From the late 1950s to the mid-1990s, Canadian policymakers shared a remarkably similar worldview that shaped their approach toward South African apartheid and the risks it posed to global race relations. Why did Ottawa take a leading role internationally in addressing an issue seemingly peripheral to its national interests?

Canada, Apartheid, and the Defence of the Liberal Order draws on newly declassified files and an extensive program of interviews with policymakers, officials, and activists in a definitive investigation of Canada’s response to apartheid. Over nearly four decades, Canadian policymakers and officials held consistently to the view that the West’s association with Pretoria’s organized racial oppression threatened to undermine the appeal of the liberal world order. In opposing apartheid, Canada was defending a global system predicated on norms, rules, and institutions in which Ottawa was ideologically invested.

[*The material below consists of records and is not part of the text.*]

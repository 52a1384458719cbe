//! Local on-disk KV and the in-process World implementation
//!
//! The KV keeps a mutex-guarded in-memory map in front of a file-per-key
//! directory. Writes go disk first, memory second; the on-disk format is
//! the base64 value plus a trailing newline, written through a rename so
//! partial writes never surface to readers.

use std::collections::HashMap;
use std::path::PathBuf;
use std::sync::atomic::{AtomicU64, Ordering};

use async_trait::async_trait;
use base64::engine::general_purpose::STANDARD as BASE64;
use base64::Engine as _;
use parking_lot::Mutex;
use tokio::sync::mpsc;

use crate::engine::CancelToken;
use crate::error::{EngineError, EngineResult};

use super::{WireRes, World};

const DIR_MODE: u32 = 0o755;
const FILE_MODE: u32 = 0o600;

/// Local persistent KV with in-memory cache and watch notifications.
pub struct LocalKv {
    dir: PathBuf,
    cache: Mutex<HashMap<String, String>>,
    watchers: Mutex<HashMap<String, Vec<mpsc::Sender<()>>>>,
}

impl LocalKv {
    /// Create a store rooted at `dir`. The directory is created lazily on
    /// first write.
    pub fn new(dir: PathBuf) -> Self {
        Self {
            dir,
            cache: Mutex::new(HashMap::new()),
            watchers: Mutex::new(HashMap::new()),
        }
    }

    fn path_for(&self, key: &str) -> EngineResult<PathBuf> {
        if key.is_empty() || key.contains('/') || key == "." || key == ".." {
            return Err(EngineError::Store(format!("invalid key: {:?}", key)));
        }
        Ok(self.dir.join(key))
    }

    async fn ensure_dir(&self) -> EngineResult<()> {
        tokio::fs::create_dir_all(&self.dir).await?;
        #[cfg(unix)]
        {
            use std::os::unix::fs::PermissionsExt;
            tokio::fs::set_permissions(&self.dir, std::fs::Permissions::from_mode(DIR_MODE))
                .await?;
        }
        Ok(())
    }

    /// Read a value. `None` means absent.
    pub async fn get(&self, ctx: &CancelToken, key: &str) -> EngineResult<Option<String>> {
        if ctx.is_cancelled() {
            return Err(EngineError::Cancelled);
        }
        let path = self.path_for(key)?;
        if let Some(value) = self.cache.lock().get(key) {
            return Ok(Some(value.clone()));
        }
        let raw = match tokio::fs::read(&path).await {
            Ok(bytes) => bytes,
            Err(err) if err.kind() == std::io::ErrorKind::NotFound => return Ok(None),
            Err(err) => return Err(err.into()),
        };
        let encoded = String::from_utf8_lossy(&raw);
        let decoded = BASE64
            .decode(encoded.trim_end_matches('\n'))
            .map_err(|e| EngineError::Store(format!("corrupt value for {}: {}", key, e)))?;
        let value = String::from_utf8(decoded)
            .map_err(|e| EngineError::Store(format!("corrupt value for {}: {}", key, e)))?;
        self.cache.lock().insert(key.to_string(), value.clone());
        Ok(Some(value))
    }

    /// Write a value: disk first (atomically, via rename), then memory,
    /// then watchers.
    pub async fn set(&self, ctx: &CancelToken, key: &str, value: &str) -> EngineResult<()> {
        if ctx.is_cancelled() {
            return Err(EngineError::Cancelled);
        }
        let path = self.path_for(key)?;
        self.ensure_dir().await?;

        let mut encoded = BASE64.encode(value.as_bytes());
        encoded.push('\n');
        let tmp = self.dir.join(format!(".{}.tmp", key));
        tokio::fs::write(&tmp, encoded.as_bytes()).await?;
        #[cfg(unix)]
        {
            use std::os::unix::fs::PermissionsExt;
            tokio::fs::set_permissions(&tmp, std::fs::Permissions::from_mode(FILE_MODE)).await?;
        }
        tokio::fs::rename(&tmp, &path).await?;

        self.cache.lock().insert(key.to_string(), value.to_string());
        self.notify(key);
        Ok(())
    }

    /// Delete a key. Missing keys are fine.
    pub async fn del(&self, ctx: &CancelToken, key: &str) -> EngineResult<()> {
        if ctx.is_cancelled() {
            return Err(EngineError::Cancelled);
        }
        let path = self.path_for(key)?;
        match tokio::fs::remove_file(&path).await {
            Ok(()) => {}
            Err(err) if err.kind() == std::io::ErrorKind::NotFound => {}
            Err(err) => return Err(err.into()),
        }
        self.cache.lock().remove(key);
        self.notify(key);
        Ok(())
    }

    /// Register a watcher for one key. The channel is size one and
    /// level-triggered: a pending notification absorbs later ones.
    pub fn watch(&self, key: &str) -> mpsc::Receiver<()> {
        let (tx, rx) = mpsc::channel(1);
        self.watchers
            .lock()
            .entry(key.to_string())
            .or_default()
            .push(tx);
        rx
    }

    fn notify(&self, key: &str) {
        let mut watchers = self.watchers.lock();
        if let Some(senders) = watchers.get_mut(key) {
            senders.retain(|tx| match tx.try_send(()) {
                Ok(()) => true,
                // a pending notification already flags the change
                Err(mpsc::error::TrySendError::Full(())) => true,
                Err(mpsc::error::TrySendError::Closed(())) => false,
            });
        }
    }
}

/// In-process `World` implementation for a single host.
pub struct LocalWorld {
    hostname: String,
    kv: LocalKv,
    maps: Mutex<HashMap<String, HashMap<String, String>>>,
    exchange: Mutex<Vec<WireRes>>,
    ideal_size: AtomicU64,
    root: CancelToken,
}

impl LocalWorld {
    pub fn new(prefix: PathBuf, hostname: impl Into<String>) -> Self {
        Self {
            hostname: hostname.into(),
            kv: LocalKv::new(prefix.join("value")),
            maps: Mutex::new(HashMap::new()),
            exchange: Mutex::new(Vec::new()),
            ideal_size: AtomicU64::new(1),
            root: CancelToken::new(),
        }
    }

    /// Direct access to the backing KV, for tests and embedding code.
    pub fn kv(&self) -> &LocalKv {
        &self.kv
    }

    /// Every export currently in the exchange store.
    pub fn exported(&self) -> Vec<WireRes> {
        self.exchange.lock().clone()
    }
}

#[async_trait]
impl World for LocalWorld {
    fn hostname(&self) -> String {
        self.hostname.clone()
    }

    async fn export_resource(&self, wire: WireRes) -> EngineResult<()> {
        let mut exchange = self.exchange.lock();
        if let Some(existing) = exchange.iter_mut().find(|e| e.triple() == wire.triple()) {
            *existing = wire;
        } else {
            exchange.push(wire);
        }
        Ok(())
    }

    async fn collect_resources(&self, kind: &str, host: &str) -> EngineResult<Vec<WireRes>> {
        Ok(self
            .exchange
            .lock()
            .iter()
            .filter(|e| e.kind == kind && (e.host == host || e.host == "*"))
            .cloned()
            .collect())
    }

    async fn unexport_resource(&self, kind: &str, name: &str, host: &str) -> EngineResult<()> {
        self.exchange
            .lock()
            .retain(|e| !(e.kind == kind && e.name == name && e.host == host));
        Ok(())
    }

    async fn ideal_cluster_size(&self) -> EngineResult<u64> {
        Ok(self.ideal_size.load(Ordering::SeqCst))
    }

    async fn set_ideal_cluster_size(&self, size: u64) -> EngineResult<()> {
        self.ideal_size.store(size, Ordering::SeqCst);
        Ok(())
    }

    async fn str_get(&self, key: &str) -> EngineResult<Option<String>> {
        self.kv.get(&self.root, key).await
    }

    async fn str_set(&self, key: &str, value: &str) -> EngineResult<()> {
        self.kv.set(&self.root, key, value).await
    }

    async fn str_del(&self, key: &str) -> EngineResult<()> {
        self.kv.del(&self.root, key).await
    }

    async fn str_watch(&self, key: &str) -> EngineResult<mpsc::Receiver<()>> {
        Ok(self.kv.watch(key))
    }

    async fn map_get(&self, namespace: &str, key: &str) -> EngineResult<Option<String>> {
        Ok(self
            .maps
            .lock()
            .get(namespace)
            .and_then(|m| m.get(key).cloned()))
    }

    async fn map_set(&self, namespace: &str, key: &str, value: &str) -> EngineResult<()> {
        self.maps
            .lock()
            .entry(namespace.to_string())
            .or_default()
            .insert(key.to_string(), value.to_string());
        Ok(())
    }

    async fn map_del(&self, namespace: &str, key: &str) -> EngineResult<()> {
        if let Some(map) = self.maps.lock().get_mut(namespace) {
            map.remove(key);
        }
        Ok(())
    }

    async fn map_all(&self, namespace: &str) -> EngineResult<HashMap<String, String>> {
        Ok(self
            .maps
            .lock()
            .get(namespace)
            .cloned()
            .unwrap_or_default())
    }

    async fn scheduled(&self, _namespace: &str, count: usize) -> EngineResult<Vec<String>> {
        // single-host world: the only candidate is ourselves
        if count == 0 {
            return Ok(Vec::new());
        }
        Ok(vec![self.hostname.clone()])
    }

    fn fs(&self, uri: &str) -> EngineResult<PathBuf> {
        match uri.strip_prefix("file://") {
            Some(path) => Ok(PathBuf::from(path)),
            None => Err(EngineError::World(format!("unsupported fs uri: {}", uri))),
        }
    }
}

By unravelling the thread of racial perceptions woven through the liberal order, this thought-provoking study reveals Canada’s liminal position in the apartheid story and global politics to be as much a social matter as a question of power dynamics.
Daniel Manulak is a postdoctoral fellow in the Department of History at the University of Toronto and a former William Lyon Mackenzie King Postdoctoral Fellow at Harvard University's Weatherhead Center for International Affairs. His work has appeared in Diplomatic History, the Canadian Historical Review, and the Journal of Imperial and Commonwealth History, and he is a winner of the Canadian Historical Association's Political History Prize for Best Article (English Language). His popular writing has been featured in the Globe and Mail, The Conversation, and Epicenter.